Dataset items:
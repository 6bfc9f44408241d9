//! # Subscription Handles
//!
//! An opaque token for one open subscription. Releasing it runs the
//! unsubscribe action exactly once, whether through [`SubscriptionHandle::unsubscribe`]
//! or by dropping the handle.

use std::fmt;

use tracing::debug;
use uuid::Uuid;

type ReleaseFn = Box<dyn FnOnce() + Send>;

/// Handle for one open subscription.
pub struct SubscriptionHandle {
    id: Uuid,
    path: String,
    release: Option<ReleaseFn>,
}

impl SubscriptionHandle {
    /// Create a handle whose release runs `release`.
    pub fn new(path: impl Into<String>, release: impl FnOnce() + Send + 'static) -> Self {
        Self {
            id: Uuid::new_v4(),
            path: path.into(),
            release: Some(Box::new(release)),
        }
    }

    /// Unique identifier for this subscription.
    #[must_use]
    pub fn id(&self) -> Uuid {
        self.id
    }

    /// Path the subscription was opened for.
    #[must_use]
    pub fn path(&self) -> &str {
        &self.path
    }

    /// Whether the release action has not run yet.
    #[must_use]
    pub fn is_active(&self) -> bool {
        self.release.is_some()
    }

    /// Close the subscription.
    pub fn unsubscribe(mut self) {
        self.release_once();
    }

    fn release_once(&mut self) {
        if let Some(release) = self.release.take() {
            debug!(id = %self.id, path = %self.path, "Releasing subscription");
            release();
        }
    }
}

impl Drop for SubscriptionHandle {
    fn drop(&mut self) {
        self.release_once();
    }
}

impl fmt::Debug for SubscriptionHandle {
    fn fmt(&self, f: &mut fmt::Formatter<'_>) -> fmt::Result {
        f.debug_struct("SubscriptionHandle")
            .field("id", &self.id)
            .field("path", &self.path)
            .field("active", &self.is_active())
            .finish()
    }
}
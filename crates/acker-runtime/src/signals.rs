//! Reload signal.
//!
//! SIGHUP on unix. Elsewhere the reload signal never arrives.

/// Stream of reload requests.
pub struct Hangup {
    #[cfg(unix)]
    signal: tokio::signal::unix::Signal,
}

impl Hangup {
    /// Install the handler.
    ///
    /// # Errors
    ///
    /// When the signal handler cannot be registered.
    #[cfg(unix)]
    pub fn new() -> std::io::Result<Self> {
        use tokio::signal::unix::{signal, SignalKind};
        Ok(Self {
            signal: signal(SignalKind::hangup())?,
        })
    }

    /// Install the handler.
    ///
    /// # Errors
    ///
    /// Never.
    #[cfg(not(unix))]
    pub fn new() -> std::io::Result<Self> {
        Ok(Self {})
    }

    /// Wait for the next reload request.
    #[cfg(unix)]
    pub async fn recv(&mut self) -> Option<()> {
        self.signal.recv().await
    }

    /// Wait for the next reload request.
    #[cfg(not(unix))]
    pub async fn recv(&mut self) -> Option<()> {
        std::future::pending().await
    }
}
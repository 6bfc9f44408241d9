//! Domain layer: rules, matching, and outbound message formatting.
//!
//! Everything here is pure; no I/O, no timers.

pub mod matching;
pub mod n2k;
pub mod rule;

pub use matching::{dispatch, is_match, matching_values, MatchSink, NORMAL_STATE};
pub use n2k::actisense_line;
pub use rule::{build_rules, Rule, RuleState};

* [Required action]:
Search the lines above for the string "ReleaseFn" and copy each line that has it.

* [Exercise solution]:
type ReleaseFn = Box<dyn FnOnce() + Send>;
    release: Option<ReleaseFn>,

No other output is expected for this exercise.